I actually posted it in another thread, but I'll post it as a new topic and remove it from the other thread, since new questions opened up while I answered the OP's question. I also added more details. How does it seem like to you?

I feel like I think like a male but I don't feel like a male..I don't feel like a female either.
I guess I'm generally feminine, as some women, usually teachers, say that I'm very delicate/gracious and they see me as a very gracious girl. However, all the boys I know say that I'm "not a girl" (and that's a good thing), I can look like a girl but all the boys consider me to be their good buddy, instead of a potentional girlfriend.
But the strangest thing is, that I actually dislike girls and women, I can't stand gossping and their constant urge to giggle over things or talk, or worry about small things, whine, spend so much time on their appearance etc. It's so devastating IMO. I don't really talk with them. I hate when they talk behind my back, when they try to show something with their gestures or facial expressions, I can become completely furious. It's quite different with men, but only with intelligent men.. and now that I think, the guys I know aren't exactly NTs. NT teen males are just as horrible as NT teen girls for me, but at a slightly different level; as if I don't understand girls at all, as if they're completely alien, when I can actually sympathize with some males, or at least understand them.
Another thing I've been wondering about lately is my sexual orientation. I like certain female body types, I like to notice if they have a wonderful clean smell, I like beautiful proportional faces, clean hair and flowing movements, but I don't usually like anything they talk about. If I do, then in a certain amount of time I'll see that person from a completely new angle (not so with males, it seems as if I already know how they are when I spend some months conversing with them). I'm not sexually attracted to them in particular, but I don't feel any sexual attraction towards men at all, whereas I tend to notice female beauty.. I can imagine being physically close more with a woman than with a male (and it's been this way for many years), but I'd like to spend the rest of my life with a male in a platonic relationship, since I'd enjoy talking with a male much more than with a female. And then again, I'm not even sure if I'd like to have a serious relationship in my life either..
I get more tired when talking with a female than with a male. For example, when I talk with a male, I get tired only in a few hours, but females exhaust me so much that I get tired in less than an hour. However, my best friend of 5 years is female, but she's the only female I've met who is similar to me; she also has a "male" type of brain, more female than me, but still we get along very well (she's my only friend). Despite the fact that she's the only person I communicate with, we still see each other every 2-3 months, sometimes more often, but still not even on a weekly basis, and I don't mind that. However, I'm afraid of losing her. As if I'm extremely attached to her, like a thistle gets attached to a fabric; but if I'll ever loose her, I don't know what I'll do. It would be the same if I'd loose an arm, or a part of my body. She's a part of my life..
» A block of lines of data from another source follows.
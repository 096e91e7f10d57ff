//! Next.js config patching pass.
//!
//! Ensures the exported config object statically exports correctly for a
//! Shuttle backend:
//!
//! ```js
//! const nextConfig = {
//!   images: {
//!     unoptimized: true,
//!   },
//!   trailingSlash: true,
//! }
//! ```
//!
//! Existing values are overwritten, missing ones are appended, and running
//! the pass on already patched output changes nothing.

use std::collections::HashSet;

use csa_parser::{
    Comment, DeclarationKind, Declarator, Expression, ObjectLiteral, Program, Property,
    PropertyKind, Statement, StatementKind,
};

use crate::Pass;
use crate::visit::{Visitor, walk_declarator, walk_object, walk_property, walk_statement};

/// Name of the variable conventionally holding the config object.
pub const NEXT_CONFIG_IDENTIFIER: &str = "nextConfig";

/// Type annotation comment emitted above a synthesized config.
pub const NEXT_CONFIG_TYPE_COMMENT: &str = "/** @type {import('next').NextConfig} */";

/// A boolean setting that must be present in the config object.
#[derive(Debug, Clone, PartialEq, Eq)]
pub struct Requirement {
    pub path: Vec<String>,
    pub value: bool,
}

impl Requirement {
    /// Creates a requirement from a dotted path such as `images.unoptimized`.
    #[must_use]
    pub fn new(path: &str, value: bool) -> Self {
        Self {
            path: path.split('.').map(str::to_string).collect(),
            value,
        }
    }
}

/// Patches `nextConfig` so the frontend can be served from the backend.
pub struct NextConfigPass {
    requirements: Vec<Requirement>,
}

impl NextConfigPass {
    /// Creates the pass with the settings required for a static export.
    #[must_use]
    pub fn new() -> Self {
        Self {
            requirements: vec![
                Requirement::new("images.unoptimized", true),
                Requirement::new("trailingSlash", true),
            ],
        }
    }

    /// Returns the object literal holding every required setting.
    #[must_use]
    pub fn default_object(&self) -> ObjectLiteral {
        let mut object = ObjectLiteral::new();
        for requirement in &self.requirements {
            insert_path(&mut object, &requirement.path, requirement.value);
        }
        object
    }

    /// Returns a complete module declaring and exporting the default config.
    #[must_use]
    pub fn default_program(&self) -> Program {
        let mut program = Program::default();
        append_declaration(&mut program, self.default_object());
        program
    }

    fn required_value(&self, path: &[String]) -> Option<bool> {
        self.requirements
            .iter()
            .find(|r| r.path == path)
            .map(|r| r.value)
    }

    fn is_branch(&self, path: &[String]) -> bool {
        self.requirements
            .iter()
            .any(|r| r.path.len() > path.len() && r.path.starts_with(path))
    }
}

impl Default for NextConfigPass {
    fn default() -> Self {
        Self::new()
    }
}

impl Pass for NextConfigPass {
    fn name(&self) -> &str {
        "NextConfig"
    }

    fn run(&self, program: &mut Program) -> bool {
        let before = program.clone();

        let mut patcher = ConfigPatcher::new(self);
        *program = patcher.visit_program(std::mem::take(program));

        if !patcher.found_config {
            if program.statements.iter().any(Statement::is_export) {
                tracing::warn!(
                    identifier = NEXT_CONFIG_IDENTIFIER,
                    "config module exports something other than a config object, leaving it unchanged"
                );
            } else {
                tracing::debug!("no config object found, appending a default one");
                append_declaration(program, self.default_object());
            }
        }

        *program != before
    }
}

/// Visitor state for one run of [`NextConfigPass`].
struct ConfigPatcher<'p> {
    pass: &'p NextConfigPass,
    /// Property names from the config root to the object being visited.
    path: Vec<String>,
    /// Dotted paths of the required properties found in the source.
    seen: HashSet<String>,
    in_config: bool,
    found_config: bool,
}

impl<'p> ConfigPatcher<'p> {
    fn new(pass: &'p NextConfigPass) -> Self {
        Self {
            pass,
            path: Vec::new(),
            seen: HashSet::new(),
            in_config: false,
            found_config: false,
        }
    }

    fn enter_config<T>(&mut self, node: T, walk: impl FnOnce(&mut Self, T) -> T) -> T {
        self.in_config = true;
        let node = walk(self, node);
        self.in_config = false;
        node
    }

    /// Appends every required property missing below the current path.
    fn append_missing(&self, object: &mut ObjectLiteral) {
        let depth = self.path.len();

        for requirement in &self.pass.requirements {
            if requirement.path.len() <= depth || !requirement.path.starts_with(&self.path) {
                continue;
            }

            let next = requirement.path[..=depth].join(".");
            if self.seen.contains(&next) {
                continue;
            }

            tracing::debug!(property = %requirement.path.join("."), "adding missing config property");
            insert_path(object, &requirement.path[depth..], requirement.value);
        }
    }
}

impl Visitor for ConfigPatcher<'_> {
    fn visit_statement(&mut self, statement: Statement) -> Statement {
        let exports_object = match &statement.kind {
            StatementKind::ModuleExports { value, .. }
            | StatementKind::ExportDefault { value, .. } => value.as_object().is_some(),
            _ => false,
        };

        if exports_object {
            self.enter_config(statement, walk_statement)
        } else {
            walk_statement(self, statement)
        }
    }

    fn visit_declarator(&mut self, declarator: Declarator) -> Declarator {
        let is_config = declarator.name == NEXT_CONFIG_IDENTIFIER
            && declarator.init.as_ref().is_some_and(|e| e.as_object().is_some());

        if is_config {
            self.enter_config(declarator, walk_declarator)
        } else {
            declarator
        }
    }

    fn visit_expression(&mut self, expression: Expression) -> Expression {
        match expression {
            Expression::Object(object) if self.in_config => {
                Expression::Object(self.visit_object(object))
            }
            other => other,
        }
    }

    fn visit_object(&mut self, object: ObjectLiteral) -> ObjectLiteral {
        let root = self.path.is_empty();
        if root {
            self.found_config = true;
            self.seen.clear();
        }

        // An empty `{}` config is expanded rather than filled inline.
        let was_empty = object.properties.is_empty();
        let mut object = walk_object(self, object);
        if root && was_empty {
            object.multiline = true;
        }
        self.append_missing(&mut object);
        object
    }

    fn visit_property(&mut self, mut property: Property) -> Property {
        let Some(name) = property.name().map(str::to_string) else {
            return property;
        };

        let mut path = self.path.clone();
        path.push(name);
        let dotted = path.join(".");

        if let Some(required) = self.pass.required_value(&path) {
            self.seen.insert(dotted);
            if let PropertyKind::KeyValue { value, .. } = &mut property.kind {
                *value = Expression::Boolean(required);
            }
            return property;
        }

        if !self.pass.is_branch(&path) {
            return property;
        }

        self.seen.insert(dotted.clone());
        let is_object = matches!(
            &property.kind,
            PropertyKind::KeyValue { value: Expression::Object(_), .. }
        );
        if !is_object {
            tracing::warn!(property = %dotted, "config property is not an object literal, leaving it unchanged");
            return property;
        }

        self.path = path;
        let property = walk_property(self, property);
        self.path.pop();
        property
    }
}

/// Sets `path` to `value` inside `object`, creating intermediate objects.
fn insert_path(object: &mut ObjectLiteral, path: &[String], value: bool) {
    let Some((first, rest)) = path.split_first() else {
        return;
    };

    if rest.is_empty() {
        object
            .properties
            .push(Property::key_value(first, Expression::Boolean(value)));
        return;
    }

    let existing = object.properties.iter_mut().find_map(|p| match &mut p.kind {
        PropertyKind::KeyValue {
            key,
            value: Expression::Object(nested),
        } if key.name() == Some(first.as_str()) => Some(nested),
        _ => None,
    });

    match existing {
        Some(nested) => insert_path(nested, rest, value),
        None => {
            let mut nested = ObjectLiteral::new();
            nested.multiline = object.multiline;
            insert_path(&mut nested, rest, value);
            object
                .properties
                .push(Property::key_value(first, Expression::Object(nested)));
        }
    }
}

/// Appends `const nextConfig = <object>` and `module.exports = nextConfig`.
///
/// Comments trailing the module move onto the new declaration so a header
/// comment stays above the code.
fn append_declaration(program: &mut Program, object: ObjectLiteral) {
    let identifier = NEXT_CONFIG_IDENTIFIER;
    let mut comments = std::mem::take(&mut program.trailing_comments);
    let separated = !program.statements.is_empty() || !comments.is_empty();

    let mut declaration = Statement::new(StatementKind::Variable {
        kind: DeclarationKind::Const,
        declarators: vec![Declarator {
            name: identifier.to_string(),
            type_annotation: None,
            init: Some(Expression::Object(object)),
        }],
        semicolon: false,
    });
    let mut type_comment = Comment::new(NEXT_CONFIG_TYPE_COMMENT);
    type_comment.blank_line_before = separated;
    comments.push(type_comment);
    declaration.leading_comments = comments;

    let mut export = Statement::new(StatementKind::ModuleExports {
        value: Expression::Identifier(identifier.to_string()),
        semicolon: false,
    });
    export.blank_line_before = true;

    program.statements.push(declaration);
    program.statements.push(export);
}

#[cfg(test)]
mod tests {
    use super::*;

    #[test]
    fn test_default_object_shape() {
        let object = NextConfigPass::new().default_object();
        let images = object.get("images").and_then(Expression::as_object).unwrap();
        assert_eq!(images.get("unoptimized"), Some(&Expression::Boolean(true)));
        assert_eq!(object.get("trailingSlash"), Some(&Expression::Boolean(true)));
        assert_eq!(object.properties.len(), 2);
    }

    #[test]
    fn test_requirements_sharing_a_branch_merge() {
        let mut pass = NextConfigPass::new();
        pass.requirements
            .push(Requirement::new("images.disableStaticImages", true));
        let object = pass.default_object();
        let images = object.get("images").and_then(Expression::as_object).unwrap();
        assert_eq!(images.properties.len(), 2);
    }

    #[test]
    fn test_branch_detection() {
        let pass = NextConfigPass::new();
        assert!(pass.is_branch(&["images".to_string()]));
        assert!(!pass.is_branch(&["trailingSlash".to_string()]));
        assert_eq!(pass.required_value(&["trailingSlash".to_string()]), Some(true));
    }
}
//! Versions, download locations and documentation links.

/// Minimum rustc accepted without offering an install.
pub const RUSTC_VERSION: &str = ">=1.65.0";
/// Toolchain installed through rustup.
pub const RUSTC_TOOLCHAIN: &str = "1.65.0";

/// The cargo-shuttle release installed and checked for.
pub const SHUTTLE_VERSION: &str = "0.12.0";
pub const SHUTTLE_VERSION_REQ: &str = "^0.12.0";
pub const SHUTTLE_DOWNLOAD_URL: &str =
    "https://github.com/shuttle-hq/shuttle/releases/download/v0.12.0/";

pub const SHUTTLE_LINUX_TARGET: &str = "x86_64-unknown-linux-gnu";
pub const SHUTTLE_MAC_TARGET: &str = "x86_64-apple-darwin";
pub const SHUTTLE_WINDOWS_TARGET: &str = "x86_64-pc-windows-msvc";

pub const PROTOC_VERSION: &str = ">=3.21.9";
/// protoc release tag, which drops the leading `3.`.
pub const PROTOC_RELEASE: &str = "21.9";
pub const PROTOC_DOWNLOAD_URL: &str =
    "https://github.com/protocolbuffers/protobuf/releases/download/v21.9/";

pub const RUSTUP_SCRIPT_URL: &str = "https://sh.rustup.rs";
pub const RUSTUP_INIT_URL: &str =
    "https://static.rust-lang.org/rustup/dist/x86_64-pc-windows-msvc/rustup-init.exe";

pub const RUST_DOCS_URL: &str = "https://www.rust-lang.org/tools/install";
pub const SHUTTLE_DOCS_URL: &str = "https://docs.shuttle.rs/introduction/installation";
pub const PROTOC_DOCS_URL: &str =
    "https://grpc.io/docs/protoc-installation/#install-pre-compiled-binaries-any-os";
pub const PROTOC_WINDOWS_DOCS_URL: &str =
    "https://docs.shuttle.rs/support/installing-protoc#windows";

/// Backend template used when no other is requested.
pub const SHUTTLE_EXAMPLE_URL: &str =
    "https://github.com/shuttle-hq/examples/axum/static-next-server";
/// Root of the paired frontend/backend templates, as a template URL.
pub const FULLSTACK_TEMPLATES_URL: &str =
    "https://github.com/shuttle-hq/shuttle-examples/fullstack-templates";
/// The same directory in the form the frontend generator accepts.
pub const FULLSTACK_FRONTEND_URL: &str =
    "https://github.com/shuttle-hq/shuttle-examples/tree/main/fullstack-templates";

/// Frontend generator run through `npx`.
pub const NEXT_GENERATOR: &str = "create-next-app@latest";

pub const BACKEND_DIR: &str = "backend";
pub const NEXT_CONFIG_FILE: &str = "next.config.js";
/// Config file names Next.js accepts, in lookup order.
pub const NEXT_CONFIG_FILES: [&str; 3] = ["next.config.js", "next.config.mjs", "next.config.ts"];
pub const PACKAGE_JSON_FILE: &str = "package.json";
pub const SHUTTLE_CONFIG_FILE: &str = "Shuttle.toml";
In terms of appearance, I'm picky about clothes because of my sensory issues ( a lot of fabrics hurt badly), but I still dress like woman. I don't wear any accessories though and I don't like matching my clothes (they're all usually graysih or very usual), but I like seeing myself in something new although I go rarely shopping (shopping centres and even small shops cause me to meltdown), and I also don't wear any hairdos. I tie my hair in a bun, and I don't cut my hair or go to hair salons because of sensory issues again (but it's well taken care of). I also prefer not to wear make-up, as it feels extremely artificial on my skin (doesn't matter if it's even just color pigments or a dash of powder, it will feel awful for me!!), I did wear make-up sometimes though, just that I definitely don't wear it on a daily basis and don't wear it to school, maybe only during a very special occasion, say, a graduation (not even a concert).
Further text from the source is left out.